═════ DATA SUPPLIED ═════
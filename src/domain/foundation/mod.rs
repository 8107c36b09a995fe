//! Foundation module - Shared domain primitives.
//!
//! Contains identifiers, timestamps and error types that form the
//! vocabulary of the relay domain.

mod errors;
mod ids;
mod timestamp;

pub use errors::ProtocolError;
pub use ids::ConnectionId;
pub use timestamp::Timestamp;
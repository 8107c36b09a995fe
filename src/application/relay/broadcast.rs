//! Broadcast engine - fan-out of frames to registry members.
//!
//! Delivery is fire-and-forget: one failing recipient is logged and
//! skipped, and the loop carries on with the rest.

use thiserror::Error;

use crate::domain::foundation::ConnectionId;
use crate::domain::relay::{Frame, SceneMessage};
use crate::domain::scene::{ClientRole, SceneKey};
use crate::ports::DeliveryError;

use super::registry::{ConnectionRegistry, RegistryError};

/// Errors from a targeted send.
#[derive(Debug, Clone, PartialEq, Eq, Error)]
pub enum SendError {
    #[error(transparent)]
    Registry(#[from] RegistryError),

    #[error(transparent)]
    Delivery(#[from] DeliveryError),
}

/// Outcome of one fan-out.
#[derive(Debug, Clone, Copy, Default, PartialEq, Eq)]
pub struct BroadcastReport {
    /// Connections that matched the role filter.
    pub attempted: usize,
    /// Connections whose transport accepted the frame.
    pub delivered: usize,
}

impl BroadcastReport {
    pub fn failed(&self) -> usize {
        self.attempted - self.delivered
    }
}

/// Serialize a relay-originated message once for all recipients.
///
/// Returns `None` (and logs) if serialization fails, which the scene
/// message types cannot trigger in practice.
pub fn encode(message: &SceneMessage) -> Option<Frame> {
    match Frame::encode(message) {
        Ok(frame) => Some(frame),
        Err(e) => {
            tracing::error!(kind = %message.kind, "Failed to serialize scene message: {}", e);
            None
        }
    }
}

/// Deliver `frame` to every connection holding `role`.
pub fn broadcast_to(registry: &ConnectionRegistry, role: ClientRole, frame: &Frame) -> BroadcastReport {
    let mut report = BroadcastReport::default();

    for connection in registry.all_of_role(role) {
        report.attempted += 1;
        match connection.deliver(frame.clone()) {
            Ok(()) => report.delivered += 1,
            Err(e) => {
                tracing::debug!(
                    connection_id = %connection.id(),
                    role = %role,
                    "Skipping recipient: {}",
                    e
                );
            }
        }
    }

    report
}

/// Deliver `frame` to a single connection.
///
/// # Errors
///
/// - `Registry(NotFound)` if the connection is gone
/// - `Delivery(Closed)` if its transport no longer accepts frames
pub fn send_to(registry: &ConnectionRegistry, id: ConnectionId, frame: Frame) -> Result<(), SendError> {
    let connection = registry.get(id).ok_or(RegistryError::NotFound(id))?;
    connection.deliver(frame)?;
    Ok(())
}

/// Push the current scene and live role counts to every control connection.
pub fn push_status(registry: &ConnectionRegistry, scene: SceneKey) -> BroadcastReport {
    let counts = registry.counts();
    let Some(frame) = encode(&SceneMessage::status_push(scene, counts)) else {
        return BroadcastReport::default();
    };

    let report = broadcast_to(registry, ClientRole::Control, &frame);
    tracing::debug!(
        displays = counts.displays,
        controls = counts.controls,
        notified = report.delivered,
        "Pushed status to control connections"
    );
    report
}
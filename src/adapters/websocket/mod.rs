//! WebSocket adapters for the scene relay.
//!
//! # Architecture
//!
//! ```text
//!  socket ──reader──▶ RelayHandle::inbound ──▶ RelayHub
//!    ▲                                            │
//!    └──writer◀── ChannelSink (unbounded) ◀───────┘
//! ```
//!
//! # Components
//!
//! - [`handler`] - Axum WebSocket upgrade handler and per-connection tasks
//! - [`channel_sink`] - `MessageSink` backed by a per-connection channel

pub mod channel_sink;
pub mod handler;

pub use channel_sink::ChannelSink;
pub use handler::{websocket_router, ws_handler, WebSocketState};
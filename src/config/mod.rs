//! Application configuration module
//!
//! Configuration is loaded from environment variables using the `config` and
//! `dotenvy` crates. Variables carry the `SCENE_RELAY` prefix and nested values
//! are separated by double underscores.
//!
//! # Example
//!
//! ```no_run
//! use scene_relay::config::AppConfig;
//!
//! let config = AppConfig::load().expect("Failed to load configuration");
//! config.validate().expect("Invalid configuration");
//!
//! println!("Relay listening on {}", config.server.ws_addr().unwrap());
//! ```

mod error;
mod relay;
mod server;

pub use error::{ConfigError, ValidationError};
pub use relay::RelayConfig;
pub use server::{Environment, ServerConfig};

use serde::Deserialize;

/// Root application configuration
///
/// Every section has defaults, so the relay starts with no environment at all.
#[derive(Debug, Clone, Default, Deserialize)]
pub struct AppConfig {
    /// Server configuration (listeners, environment, CORS)
    #[serde(default)]
    pub server: ServerConfig,

    /// Relay hub configuration
    #[serde(default)]
    pub relay: RelayConfig,
}

impl AppConfig {
    /// Load configuration from environment variables
    ///
    /// This function:
    /// 1. Loads `.env` file if present (for development)
    /// 2. Reads environment variables with `SCENE_RELAY` prefix
    /// 3. Uses `__` (double underscore) to separate nested values
    ///
    /// # Environment Variable Format
    ///
    /// - `SCENE_RELAY__SERVER__WS_PORT=4002` -> `server.ws_port = 4002`
    /// - `SCENE_RELAY__RELAY__INITIAL_SCENE=garden` -> `relay.initial_scene = garden`
    ///
    /// # Errors
    ///
    /// Returns `ConfigError` if values cannot be parsed into expected types.
    pub fn load() -> Result<Self, ConfigError> {
        dotenvy::dotenv().ok();

        let config = config::Config::builder()
            .add_source(
                config::Environment::default()
                    .prefix("SCENE_RELAY")
                    .separator("__"),
            )
            .build()?
            .try_deserialize()?;

        Ok(config)
    }

    /// Validate all configuration values
    ///
    /// # Errors
    ///
    /// Returns `ValidationError` if any configuration value is invalid.
    pub fn validate(&self) -> Result<(), ValidationError> {
        self.server.validate()?;
        self.relay.validate()?;
        Ok(())
    }

    /// Check if running in production environment
    pub fn is_production(&self) -> bool {
        self.server.is_production()
    }
}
═════
_YOUR ASSIGNMENT_. Reproduce every record exactly, line by line.

_EXERCISE RESPONSE_.
filename src/domain/foundation/mod.rs
repository 8107c36b09a995fe
//! Foundation module - Shared domain primitives.
//!
//! Contains identifiers, timestamps and error types that form the
//! vocabulary of the relay domain.

mod errors;
mod ids;
mod timestamp;

pub use errors::ProtocolError;
pub use ids::ConnectionId;
pub use timestamp::Timestamp;
repository 8107c36b09a995fe
filename src/application/relay/broadcast.rs
//! Broadcast engine - fan-out of frames to registry members.
//!
//! Delivery is fire-and-forget: one failing recipient is logged and
//! skipped, and the loop carries on with the rest.

use thiserror::Error;

use crate::domain::foundation::ConnectionId;
use crate::domain::relay::{Frame, SceneMessage};
use crate::domain::scene::{ClientRole, SceneKey};
use crate::ports::DeliveryError;

use super::registry::{ConnectionRegistry, RegistryError};

/// Errors from a targeted send.
#[derive(Debug, Clone, PartialEq, Eq, Error)]
pub enum SendError {
    #[error(transparent)]
    Registry(#[from] RegistryError),

    #[error(transparent)]
    Delivery(#[from] DeliveryError),
}

/// Outcome of one fan-out.
#[derive(Debug, Clone, Copy, Default, PartialEq, Eq)]
pub struct BroadcastReport {
    /// Connections that matched the role filter.
    pub attempted: usize,
    /// Connections whose transport accepted the frame.
    pub delivered: usize,
}

impl BroadcastReport {
    pub fn failed(&self) -> usize {
        self.attempted - self.delivered
    }
}

/// Serialize a relay-originated message once for all recipients.
///
/// Returns `None` (and logs) if serialization fails, which the scene
/// message types cannot trigger in practice.
pub fn encode(message: &SceneMessage) -> Option<Frame> {
    match Frame::encode(message) {
        Ok(frame) => Some(frame),
        Err(e) => {
            tracing::error!(kind = %message.kind, "Failed to serialize scene message: {}", e);
            None
        }
    }
}

/// Deliver `frame` to every connection holding `role`.
pub fn broadcast_to(registry: &ConnectionRegistry, role: ClientRole, frame: &Frame) -> BroadcastReport {
    let mut report = BroadcastReport::default();

    for connection in registry.all_of_role(role) {
        report.attempted += 1;
        match connection.deliver(frame.clone()) {
            Ok(()) => report.delivered += 1,
            Err(e) => {
                tracing::debug!(
                    connection_id = %connection.id(),
                    role = %role,
                    "Skipping recipient: {}",
                    e
                );
            }
        }
    }

    report
}

/// Deliver `frame` to a single connection.
///
/// # Errors
///
/// - `Registry(NotFound)` if the connection is gone
/// - `Delivery(Closed)` if its transport no longer accepts frames
pub fn send_to(registry: &ConnectionRegistry, id: ConnectionId, frame: Frame) -> Result<(), SendError> {
    let connection = registry.get(id).ok_or(RegistryError::NotFound(id))?;
    connection.deliver(frame)?;
    Ok(())
}

/// Push the current scene and live role counts to every control connection.
pub fn push_status(registry: &ConnectionRegistry, scene: SceneKey) -> BroadcastReport {
    let counts = registry.counts();
    let Some(frame) = encode(&SceneMessage::status_push(scene, counts)) else {
        return BroadcastReport::default();
    };

    let report = broadcast_to(registry, ClientRole::Control, &frame);
    tracing::debug!(
        displays = counts.displays,
        controls = counts.controls,
        notified = report.delivered,
        "Pushed status to control connections"
    );
    report
}
filename src/adapters/websocket/mod.rs
//! WebSocket adapters for the scene relay.
//!
//! # Architecture
//!
//! ```text
//!  socket ──reader──▶ RelayHandle::inbound ──▶ RelayHub
//!    ▲                                            │
//!    └──writer◀── ChannelSink (unbounded) ◀───────┘
//! ```
//!
//! # Components
//!
//! - [`handler`] - Axum WebSocket upgrade handler and per-connection tasks
//! - [`channel_sink`] - `MessageSink` backed by a per-connection channel

pub mod channel_sink;
pub mod handler;

pub use channel_sink::ChannelSink;
pub use handler::{websocket_router, ws_handler, WebSocketState};
filename src/config/mod.rs
//! Application configuration module
//!
//! Configuration is loaded from environment variables using the `config` and
//! `dotenvy` crates. Variables carry the `SCENE_RELAY` prefix and nested values
//! are separated by double underscores.
//!
//! # Example
//!
//! ```no_run
//! use scene_relay::config::AppConfig;
//!
//! let config = AppConfig::load().expect("Failed to load configuration");
//! config.validate().expect("Invalid configuration");
//!
//! println!("Relay listening on {}", config.server.ws_addr().unwrap());
//! ```

mod error;
mod relay;
mod server;

pub use error::{ConfigError, ValidationError};
pub use relay::RelayConfig;
pub use server::{Environment, ServerConfig};

use serde::Deserialize;

/// Root application configuration
///
/// Every section has defaults, so the relay starts with no environment at all.
#[derive(Debug, Clone, Default, Deserialize)]
pub struct AppConfig {
    /// Server configuration (listeners, environment, CORS)
    #[serde(default)]
    pub server: ServerConfig,

    /// Relay hub configuration
    #[serde(default)]
    pub relay: RelayConfig,
}

impl AppConfig {
    /// Load configuration from environment variables
    ///
    /// This function:
    /// 1. Loads `.env` file if present (for development)
    /// 2. Reads environment variables with `SCENE_RELAY` prefix
    /// 3. Uses `__` (double underscore) to separate nested values
    ///
    /// # Environment Variable Format
    ///
    /// - `SCENE_RELAY__SERVER__WS_PORT=4002` -> `server.ws_port = 4002`
    /// - `SCENE_RELAY__RELAY__INITIAL_SCENE=garden` -> `relay.initial_scene = garden`
    ///
    /// # Errors
    ///
    /// Returns `ConfigError` if values cannot be parsed into expected types.
    pub fn load() -> Result<Self, ConfigError> {
        dotenvy::dotenv().ok();

        let config = config::Config::builder()
            .add_source(
                config::Environment::default()
                    .prefix("SCENE_RELAY")
                    .separator("__"),
            )
            .build()?
            .try_deserialize()?;

        Ok(config)
    }

    /// Validate all configuration values
    ///
    /// # Errors
    ///
    /// Returns `ValidationError` if any configuration value is invalid.
    pub fn validate(&self) -> Result<(), ValidationError> {
        self.server.validate()?;
        self.relay.validate()?;
        Ok(())
    }

    /// Check if running in production environment
    pub fn is_production(&self) -> bool {
        self.server.is_production()
    }
}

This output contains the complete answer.